> [Material for the task]
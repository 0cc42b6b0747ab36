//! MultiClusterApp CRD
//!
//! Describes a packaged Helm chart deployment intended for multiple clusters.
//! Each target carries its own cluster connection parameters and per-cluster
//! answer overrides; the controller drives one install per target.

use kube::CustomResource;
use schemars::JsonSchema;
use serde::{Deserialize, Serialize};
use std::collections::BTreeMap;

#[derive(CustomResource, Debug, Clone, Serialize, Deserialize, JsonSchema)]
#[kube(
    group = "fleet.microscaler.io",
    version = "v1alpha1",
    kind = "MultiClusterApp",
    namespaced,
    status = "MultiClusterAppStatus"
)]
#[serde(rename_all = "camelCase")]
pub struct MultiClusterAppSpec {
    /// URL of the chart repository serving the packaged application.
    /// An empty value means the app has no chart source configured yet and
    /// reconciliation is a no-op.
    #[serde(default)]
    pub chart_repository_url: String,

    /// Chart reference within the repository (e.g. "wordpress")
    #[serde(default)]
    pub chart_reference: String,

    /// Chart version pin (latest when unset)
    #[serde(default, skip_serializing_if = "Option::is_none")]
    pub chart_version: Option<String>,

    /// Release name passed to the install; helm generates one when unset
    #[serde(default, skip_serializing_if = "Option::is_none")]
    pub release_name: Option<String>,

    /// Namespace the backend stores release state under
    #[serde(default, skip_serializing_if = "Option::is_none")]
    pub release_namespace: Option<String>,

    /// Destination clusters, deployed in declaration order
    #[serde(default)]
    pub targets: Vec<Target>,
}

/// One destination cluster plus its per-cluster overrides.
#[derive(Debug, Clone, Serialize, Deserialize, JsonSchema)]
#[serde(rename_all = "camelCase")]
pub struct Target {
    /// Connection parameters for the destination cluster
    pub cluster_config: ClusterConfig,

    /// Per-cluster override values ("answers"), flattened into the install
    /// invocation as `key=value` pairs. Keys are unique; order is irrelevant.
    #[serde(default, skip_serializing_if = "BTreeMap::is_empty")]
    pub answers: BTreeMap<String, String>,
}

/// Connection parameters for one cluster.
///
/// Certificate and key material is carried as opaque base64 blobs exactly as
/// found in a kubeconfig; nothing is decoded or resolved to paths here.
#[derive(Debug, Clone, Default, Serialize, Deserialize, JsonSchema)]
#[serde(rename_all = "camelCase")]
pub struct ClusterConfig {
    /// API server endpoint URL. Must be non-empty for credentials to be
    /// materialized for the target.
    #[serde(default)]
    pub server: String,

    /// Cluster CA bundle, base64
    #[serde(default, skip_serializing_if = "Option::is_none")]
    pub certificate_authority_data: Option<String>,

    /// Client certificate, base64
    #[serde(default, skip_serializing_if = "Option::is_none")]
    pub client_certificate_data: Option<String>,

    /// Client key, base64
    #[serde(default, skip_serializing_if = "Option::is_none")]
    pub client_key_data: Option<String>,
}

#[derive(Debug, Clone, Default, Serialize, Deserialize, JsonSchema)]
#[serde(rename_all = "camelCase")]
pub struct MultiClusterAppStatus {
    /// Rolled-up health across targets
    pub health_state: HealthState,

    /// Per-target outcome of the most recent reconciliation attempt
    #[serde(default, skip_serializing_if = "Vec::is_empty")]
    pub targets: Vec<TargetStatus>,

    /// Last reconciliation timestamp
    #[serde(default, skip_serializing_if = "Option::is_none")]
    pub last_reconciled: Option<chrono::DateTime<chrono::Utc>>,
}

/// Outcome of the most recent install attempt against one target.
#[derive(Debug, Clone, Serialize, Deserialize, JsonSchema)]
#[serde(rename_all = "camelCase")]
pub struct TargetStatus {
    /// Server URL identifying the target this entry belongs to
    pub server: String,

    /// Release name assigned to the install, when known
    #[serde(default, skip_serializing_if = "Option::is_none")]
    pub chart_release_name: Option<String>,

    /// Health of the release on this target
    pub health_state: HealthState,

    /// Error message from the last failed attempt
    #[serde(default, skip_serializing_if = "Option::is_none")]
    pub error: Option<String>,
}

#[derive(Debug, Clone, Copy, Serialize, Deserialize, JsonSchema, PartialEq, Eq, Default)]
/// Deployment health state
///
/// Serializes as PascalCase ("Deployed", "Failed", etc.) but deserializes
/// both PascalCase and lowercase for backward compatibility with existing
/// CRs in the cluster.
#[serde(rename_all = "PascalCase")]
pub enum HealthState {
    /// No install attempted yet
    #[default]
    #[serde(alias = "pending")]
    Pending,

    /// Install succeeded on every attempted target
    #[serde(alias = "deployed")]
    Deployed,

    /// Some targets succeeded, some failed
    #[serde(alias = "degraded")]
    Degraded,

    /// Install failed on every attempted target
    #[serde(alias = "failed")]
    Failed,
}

---

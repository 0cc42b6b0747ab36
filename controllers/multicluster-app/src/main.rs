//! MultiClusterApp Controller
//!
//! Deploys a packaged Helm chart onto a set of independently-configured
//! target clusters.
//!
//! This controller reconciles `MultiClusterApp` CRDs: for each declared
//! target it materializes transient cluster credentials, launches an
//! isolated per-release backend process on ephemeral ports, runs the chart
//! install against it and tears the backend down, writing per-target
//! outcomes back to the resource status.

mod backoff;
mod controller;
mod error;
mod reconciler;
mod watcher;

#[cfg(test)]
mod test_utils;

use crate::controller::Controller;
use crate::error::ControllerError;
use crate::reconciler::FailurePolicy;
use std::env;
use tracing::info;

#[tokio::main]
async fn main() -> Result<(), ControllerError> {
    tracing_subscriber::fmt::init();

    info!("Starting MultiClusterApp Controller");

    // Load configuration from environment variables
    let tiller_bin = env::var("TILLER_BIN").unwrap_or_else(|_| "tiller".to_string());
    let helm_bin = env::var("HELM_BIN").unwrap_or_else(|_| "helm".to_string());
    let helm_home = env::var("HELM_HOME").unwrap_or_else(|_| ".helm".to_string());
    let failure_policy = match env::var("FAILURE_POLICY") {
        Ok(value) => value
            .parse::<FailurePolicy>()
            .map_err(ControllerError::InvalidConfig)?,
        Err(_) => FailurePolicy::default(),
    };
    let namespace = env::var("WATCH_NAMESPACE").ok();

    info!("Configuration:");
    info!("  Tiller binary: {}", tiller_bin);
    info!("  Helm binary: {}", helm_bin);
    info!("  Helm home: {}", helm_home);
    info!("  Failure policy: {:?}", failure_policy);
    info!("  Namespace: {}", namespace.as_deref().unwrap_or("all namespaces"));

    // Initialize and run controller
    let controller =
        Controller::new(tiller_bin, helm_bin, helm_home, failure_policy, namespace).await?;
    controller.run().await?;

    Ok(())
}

> [Task instructions] Could you repeat exactly the lines in the listing above from the one with "parameters and per-cluster" down to the one with "one when unset"? Include both of those lines.

> [Exercise solution]
//! Each target carries its own cluster connection parameters and per-cluster
//! answer overrides; the controller drives one install per target.

use kube::CustomResource;
use schemars::JsonSchema;
use serde::{Deserialize, Serialize};
use std::collections::BTreeMap;

#[derive(CustomResource, Debug, Clone, Serialize, Deserialize, JsonSchema)]
#[kube(
    group = "fleet.microscaler.io",
    version = "v1alpha1",
    kind = "MultiClusterApp",
    namespaced,
    status = "MultiClusterAppStatus"
)]
#[serde(rename_all = "camelCase")]
pub struct MultiClusterAppSpec {
    /// URL of the chart repository serving the packaged application.
    /// An empty value means the app has no chart source configured yet and
    /// reconciliation is a no-op.
    #[serde(default)]
    pub chart_repository_url: String,

    /// Chart reference within the repository (e.g. "wordpress")
    #[serde(default)]
    pub chart_reference: String,

    /// Chart version pin (latest when unset)
    #[serde(default, skip_serializing_if = "Option::is_none")]
    pub chart_version: Option<String>,

    /// Release name passed to the install; helm generates one when unset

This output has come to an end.